Masaki Tomonaga, a researcher at Kyoto University, compared the Jastrow Illusion with the so-called Fat Face Illusion. He conducted experiments with people and chimpanzees to compare this illusion with the classical Jastrow Illusion. Animals are known to observe many of the same optical illusions as humans do, but this was the first study to demonstrate that the Jastrow illusion is also experienced by chimpanzees. The Fat Face illusion happens when two identical images of the same face are aligned vertically, the face at the bottom appears fatter. The effect is much smaller than the Jastrow Illusion, with a size difference of only four percent. The experiment showed that both humans and chimpanzees were fooled by the Jastrow Illusion. As a comparison, none of the subjects picked the wrong rectangle. Human subjects showed a strong Fat Face illusion, but chimpanzees did not perceive the top face as being thinner.

== Perception research ==
Japanese psychologist Shogu Imai experimented with different versions of the Wundt Illusion in 1960 to find out which combination of measurements creates the strongest illusion. He varied the inner and outer radius, the opening angle of the segment, and the angle of the ends. He also looked at whether the distance between the two shapes, or whether they are horizontally or vertically influences the strength of the illusion. Imai showed different versions of the illusion to a group of people and asked them to rate the perceived difference in size. Imai found that the maximum reported difference was about ten percent. He also found that the inner radius should be 60% of the outer radius to achieve the maximum effect. The ideal opening angle was found to be 80 degrees. The cut angle is most effective at zero degrees, which occurs when the line extends through the centre of the circle segments. He also found that the illusion is strongest when the segments are horizontal and that the ideal distance is just above each other. Overlapping the segments or moving them too far apart destroys the illusion.

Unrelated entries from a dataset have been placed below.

#[test]
fn basic_generator_rollover_test() {
    let shared_time = SharedMockStepTime::new(vec![42, 43]);
    let generator = BasicGenerator::new(1, BitLayout::DEFAULT, shared_time.clone()).unwrap();
    run_generator_handles_rollover(&generator, &shared_time);
}

#[test]
fn lock_generator_rollover_test() {
    let shared_time = SharedMockStepTime::new(vec![42, 43]);
    let generator = LockGenerator::new(1, BitLayout::DEFAULT, shared_time.clone()).unwrap();
    run_generator_handles_rollover(&generator, &shared_time);
}

#[test]
fn atomic_generator_rollover_test() {
    let shared_time = SharedMockStepTime::new(vec![42, 43]);
    let generator = AtomicGenerator::new(1, BitLayout::DEFAULT, shared_time.clone()).unwrap();
    run_generator_handles_rollover(&generator, &shared_time);
}

#[test]
fn wide_sequence_rollover_test() {
    let shared_time = SharedMockStepTime::new(vec![42, 43]);
    let generator = BasicGenerator::new(511, BitLayout::WIDE_SEQUENCE, shared_time.clone()).unwrap();
    assert_eq!(generator.layout().max_sequence(), 8191);
    run_generator_handles_rollover(&generator, &shared_time);
}

#[test]
fn basic_generator_blocks_until_next_tick() {
    let shared_time = SharedMockStepTime::new(vec![42, 43]);
    let layout = BitLayout::DEFAULT;
    let generator =
        BasicGenerator::from_components(42, 1, layout.max_sequence(), layout, shared_time.clone())
            .unwrap();
    run_blocking_waits_for_next_tick(&generator, &shared_time);
}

Manfredo Massironi and his colleagues from the universities of Rome and Verona modified the Jastrow illusion to develop a diagnostic test for unilateral spatial neglect. People that suffer from neglect do not experience the illusion when the overlapping part of the segments is on the side where their perception is missing. When the segments are reversed, they perceive the illusion in the same way as people that do not suffer from neglect.

Researchers have also examined the susceptibility of people with autism to a range of optical illusions. This research seems to indicate that people with autism don't experience visual size illusions. This finding is consistent with the idea that autism involves an excessive focus on details. These findings have recently been contradicted. Recent research, which included the Jastrow illusion, placed these findings in doubt.

The Jastrow illusion has been used to see whether young children are deceived by geometric optical illusions. Researchers used ring segments that were not equal in size so they could simulate both illusionary and real size differences. They showed the two segments in three configurations. The smaller shaded smaller segment was placed on top to emphasise the difference in size. In the other positions, the smaller piece was placed below or above the larger piece to create the illusion it is bigger. The children were asked to play a game called "Big and Little" and point out which segment was really bigger than the other. In a second version of the test the kids were asked to point out which one looks bigger. The results show that children from the age of five are capable of distinguishing between real differences in size and an apparent difference.